Data for the task –
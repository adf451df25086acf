//! Principal extraction and role checks
//!
//! Authentication happens upstream: the gateway in front of the daemon
//! verifies credentials and forwards the caller as three headers. This module
//! only reads them and decides whether the caller's role is allowed.

use axum::Json;
use axum::async_trait;
use axum::extract::FromRequestParts;
use axum::http::StatusCode;
use axum::http::request::Parts;
use axum::response::{IntoResponse, Response};
use serde::Serialize;
use std::str::FromStr;

pub const PRINCIPAL_ID_HEADER: &str = "x-principal-id";
pub const PRINCIPAL_USERNAME_HEADER: &str = "x-principal-username";
pub const PRINCIPAL_ROLE_HEADER: &str = "x-principal-role";

#[derive(Debug, Clone, Copy, PartialEq, Eq, Serialize)]
#[serde(rename_all = "lowercase")]
pub enum Role {
    Admin,
    User,
}

impl FromStr for Role {
    type Err = ();

    fn from_str(s: &str) -> Result<Self, Self::Err> {
        match s.trim().to_ascii_lowercase().as_str() {
            "admin" => Ok(Role::Admin),
            "user" => Ok(Role::User),
            _ => Err(()),
        }
    }
}

/// An already-authenticated caller
#[derive(Debug, Clone, PartialEq, Eq, Serialize)]
pub struct Principal {
    pub id: String,
    pub username: String,
    pub role: Role,
}

/// Caller identity, if the gateway forwarded a complete one
///
/// Never rejects: a missing or malformed principal is `None`, and the
/// handler decides whether that matters.
#[derive(Debug, Clone)]
pub struct MaybePrincipal(pub Option<Principal>);

#[async_trait]
impl<S> FromRequestParts<S> for MaybePrincipal
where
    S: Send + Sync,
{
    type Rejection = std::convert::Infallible;

    async fn from_request_parts(parts: &mut Parts, _state: &S) -> Result<Self, Self::Rejection> {
        let header = |name: &str| {
            parts
                .headers
                .get(name)
                .and_then(|v| v.to_str().ok())
                .map(str::trim)
                .filter(|v| !v.is_empty())
                .map(str::to_string)
        };

        let (Some(id), Some(username), Some(role)) = (
            header(PRINCIPAL_ID_HEADER),
            header(PRINCIPAL_USERNAME_HEADER),
            header(PRINCIPAL_ROLE_HEADER),
        ) else {
            return Ok(MaybePrincipal(None));
        };

        match role.parse::<Role>() {
            Ok(role) => Ok(MaybePrincipal(Some(Principal { id, username, role }))),
            Err(()) => {
                tracing::warn!("Ignoring principal {} with unknown role '{}'", id, role);
                Ok(MaybePrincipal(None))
            }
        }
    }
}

#[derive(Debug, Clone, Copy, PartialEq, Eq, thiserror::Error)]
pub enum AccessError {
    #[error("Unauthorized")]
    Unauthenticated,
    #[error("Forbidden resource")]
    Forbidden,
}

impl IntoResponse for AccessError {
    fn into_response(self) -> Response {
        let status = match self {
            AccessError::Unauthenticated => StatusCode::UNAUTHORIZED,
            AccessError::Forbidden => StatusCode::FORBIDDEN,
        };
        let body = serde_json::json!({
            "statusCode": status.as_u16(),
            "message": self.to_string(),
        });
        (status, Json(body)).into_response()
    }
}

/// Require an authenticated caller holding one of `allowed`
pub fn require_role<'a>(
    principal: Option<&'a Principal>,
    allowed: &[Role],
) -> Result<&'a Principal, AccessError> {
    let principal = principal.ok_or(AccessError::Unauthenticated)?;
    if allowed.contains(&principal.role) {
        Ok(principal)
    } else {
        Err(AccessError::Forbidden)
    }
}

Problem details –
Read through the entries above and copy each line that has the string "body" in it.

Solution for this task –
        let body = serde_json::json!({
        (status, Json(body)).into_response()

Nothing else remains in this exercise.